Records contained in a dataset:
----

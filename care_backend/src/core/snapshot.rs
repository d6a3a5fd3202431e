//! Immutable view over one loaded dataset.
//!
//! A [`ScheduleSnapshot`] owns the visits, employees and service areas of a single
//! dataset and indexes the assignment relation. Filter passes borrow a snapshot, so
//! records cannot change underneath an evaluation; a data reload builds a new
//! snapshot instead of mutating the old one.

use std::collections::{BTreeSet, HashMap};

use crate::core::domain::{Assignment, Employee, RecordId, ServiceArea, Visit};
use crate::transformations::catalog::collect_skills;
use crate::transformations::cleaning::clean_assignments;

#[derive(Debug, Clone)]
pub struct ScheduleSnapshot {
    visits: Vec<Visit>,
    employees: Vec<Employee>,
    assignments: Vec<Assignment>,
    service_areas: Vec<ServiceArea>,
    employee_index: HashMap<RecordId, usize>,
    assigned_employees: HashMap<RecordId, Vec<RecordId>>,
    skill_catalog: BTreeSet<String>,
}

impl ScheduleSnapshot {
    /// Builds a snapshot, dropping duplicate and dangling assignments.
    pub fn new(
        visits: Vec<Visit>,
        employees: Vec<Employee>,
        assignments: Vec<Assignment>,
        service_areas: Vec<ServiceArea>,
    ) -> Self {
        let cleaned = clean_assignments(assignments, &visits, &employees);

        let employee_index = employees
            .iter()
            .enumerate()
            .map(|(idx, e)| (e.id.clone(), idx))
            .collect();

        let mut assigned_employees: HashMap<RecordId, Vec<RecordId>> = HashMap::new();
        for assignment in &cleaned.kept {
            assigned_employees
                .entry(assignment.visit_id.clone())
                .or_default()
                .push(assignment.employee_id.clone());
        }

        let skill_catalog = collect_skills(&visits);

        Self {
            visits,
            employees,
            assignments: cleaned.kept,
            service_areas,
            employee_index,
            assigned_employees,
            skill_catalog,
        }
    }

    pub fn visits(&self) -> &[Visit] {
        &self.visits
    }

    pub fn employees(&self) -> &[Employee] {
        &self.employees
    }

    pub fn assignments(&self) -> &[Assignment] {
        &self.assignments
    }

    pub fn service_areas(&self) -> &[ServiceArea] {
        &self.service_areas
    }

    pub fn employee(&self, id: &RecordId) -> Option<&Employee> {
        self.employee_index.get(id).map(|&idx| &self.employees[idx])
    }

    /// Employees assigned to `visit_id`, in assignment order. Empty for unplanned visits.
    pub fn assigned_employees<'a>(
        &'a self,
        visit_id: &RecordId,
    ) -> impl Iterator<Item = &'a Employee> + 'a {
        self.assigned_employees
            .get(visit_id)
            .into_iter()
            .flatten()
            .filter_map(move |id| self.employee(id))
    }

    pub fn assignment_count(&self, visit_id: &RecordId) -> usize {
        self.assigned_employees
            .get(visit_id)
            .map(Vec::len)
            .unwrap_or(0)
    }

    pub fn is_unplanned(&self, visit_id: &RecordId) -> bool {
        self.assignment_count(visit_id) == 0
    }

    /// Every skill required by any visit in the snapshot, trimmed and sorted.
    pub fn skill_catalog(&self) -> &BTreeSet<String> {
        &self.skill_catalog
    }

    pub fn service_area_ids(&self) -> BTreeSet<&str> {
        self.service_areas.iter().map(|a| a.id.as_str()).collect()
    }
}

----

All of the data above must be retyped exactly.

filename care_backend/src/core/snapshot.rs
repository d6a3a5fd3202431e
//! Immutable view over one loaded dataset.
//!
//! A [`ScheduleSnapshot`] owns the visits, employees and service areas of a single
//! dataset and indexes the assignment relation. Filter passes borrow a snapshot, so
//! records cannot change underneath an evaluation; a data reload builds a new
//! snapshot instead of mutating the old one.

use std::collections::{BTreeSet, HashMap};

use crate::core::domain::{Assignment, Employee, RecordId, ServiceArea, Visit};
use crate::transformations::catalog::collect_skills;
use crate::transformations::cleaning::clean_assignments;

#[derive(Debug, Clone)]
pub struct ScheduleSnapshot {
    visits: Vec<Visit>,
    employees: Vec<Employee>,
    assignments: Vec<Assignment>,
    service_areas: Vec<ServiceArea>,
    employee_index: HashMap<RecordId, usize>,
    assigned_employees: HashMap<RecordId, Vec<RecordId>>,
    skill_catalog: BTreeSet<String>,
}

impl ScheduleSnapshot {
    /// Builds a snapshot, dropping duplicate and dangling assignments.
    pub fn new(
        visits: Vec<Visit>,
        employees: Vec<Employee>,
        assignments: Vec<Assignment>,
        service_areas: Vec<ServiceArea>,
    ) -> Self {
        let cleaned = clean_assignments(assignments, &visits, &employees);

        let employee_index = employees
            .iter()
            .enumerate()
            .map(|(idx, e)| (e.id.clone(), idx))
            .collect();

        let mut assigned_employees: HashMap<RecordId, Vec<RecordId>> = HashMap::new();
        for assignment in &cleaned.kept {
            assigned_employees
                .entry(assignment.visit_id.clone())
                .or_default()
                .push(assignment.employee_id.clone());
        }

        let skill_catalog = collect_skills(&visits);

        Self {
            visits,
            employees,
            assignments: cleaned.kept,
            service_areas,
            employee_index,
            assigned_employees,
            skill_catalog,
        }
    }

    pub fn visits(&self) -> &[Visit] {
        &self.visits
    }

    pub fn employees(&self) -> &[Employee] {
        &self.employees
    }

    pub fn assignments(&self) -> &[Assignment] {
        &self.assignments
    }

    pub fn service_areas(&self) -> &[ServiceArea] {
        &self.service_areas
    }

    pub fn employee(&self, id: &RecordId) -> Option<&Employee> {
        self.employee_index.get(id).map(|&idx| &self.employees[idx])
    }

    /// Employees assigned to `visit_id`, in assignment order. Empty for unplanned visits.
    pub fn assigned_employees<'a>(
        &'a self,
        visit_id: &RecordId,
    ) -> impl Iterator<Item = &'a Employee> + 'a {
        self.assigned_employees
            .get(visit_id)
            .into_iter()
            .flatten()
            .filter_map(move |id| self.employee(id))
    }

    pub fn assignment_count(&self, visit_id: &RecordId) -> usize {
        self.assigned_employees
            .get(visit_id)
            .map(Vec::len)
            .unwrap_or(0)
    }

    pub fn is_unplanned(&self, visit_id: &RecordId) -> bool {
        self.assignment_count(visit_id) == 0
    }

    /// Every skill required by any visit in the snapshot, trimmed and sorted.
    pub fn skill_catalog(&self) -> &BTreeSet<String> {
        &self.skill_catalog
    }

    pub fn service_area_ids(&self) -> BTreeSet<&str> {
        self.service_areas.iter().map(|a| a.id.as_str()).collect()
    }
}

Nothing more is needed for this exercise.